Start of Block

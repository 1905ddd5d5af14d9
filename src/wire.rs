use std::sync::Arc;
use std::time::Instant;

use futures::{SinkExt, StreamExt};
use metrics::{counter, histogram};
use serde::Deserialize;
use serde_json::json;
use tokio::net::TcpStream;
use tokio_util::codec::{Framed, LinesCodec};
use tracing::debug;

use crate::api::{self, ApiResponse, Request, Service};
use crate::auth::AuthGate;
use crate::limits::MAX_WIRE_FRAME_BYTES;
use crate::observability;

type WireResult = Result<(), Box<dyn std::error::Error + Send + Sync>>;

#[derive(Deserialize)]
struct Hello {
    password: String,
}

/// Drive one client connection: a password handshake frame first, then one
/// JSON request per line answered by one JSON response per line.
pub async fn process_connection(
    socket: TcpStream,
    service: Arc<Service>,
    auth: Arc<AuthGate>,
) -> WireResult {
    let mut framed = Framed::new(socket, LinesCodec::new_with_max_length(MAX_WIRE_FRAME_BYTES));

    let Some(first) = framed.next().await else {
        return Ok(());
    };
    let first = first?;
    let authenticated = serde_json::from_str::<Hello>(&first)
        .map(|hello| auth.verify(&hello.password))
        .unwrap_or(false);
    if !authenticated {
        counter!(observability::AUTH_FAILURES_TOTAL).increment(1);
        send(
            &mut framed,
            &ApiResponse::client_error(401, "authentication failed"),
        )
        .await?;
        return Ok(());
    }
    send(
        &mut framed,
        &ApiResponse::ok(json!({ "message": "authenticated" })),
    )
    .await?;

    while let Some(line) = framed.next().await {
        let line = line?;
        if line.trim().is_empty() {
            continue;
        }
        let response = match serde_json::from_str::<Request>(&line) {
            Ok(request) => {
                let op = observability::op_label(&request);
                let start = Instant::now();
                let response = api::dispatch(&service, request).await;
                histogram!(observability::REQUEST_DURATION_SECONDS, "op" => op)
                    .record(start.elapsed().as_secs_f64());
                let outcome = if response.is_success() {
                    "ok"
                } else if response.status < 500 {
                    "client_error"
                } else {
                    "server_error"
                };
                counter!(observability::REQUESTS_TOTAL, "op" => op, "outcome" => outcome)
                    .increment(1);
                response
            }
            Err(e) => {
                debug!("unreadable request frame: {e}");
                ApiResponse::client_error(400, "unsupported or malformed request")
            }
        };
        send(&mut framed, &response).await?;
    }
    Ok(())
}

async fn send(framed: &mut Framed<TcpStream, LinesCodec>, response: &ApiResponse) -> WireResult {
    let line = serde_json::to_string(response)?;
    framed.send(line).await?;
    Ok(())
}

End of Block

Pick out each line above that includes "socket" and show it.

    socket: TcpStream,
    let mut framed = Framed::new(socket, LinesCodec::new_with_max_length(MAX_WIRE_FRAME_BYTES));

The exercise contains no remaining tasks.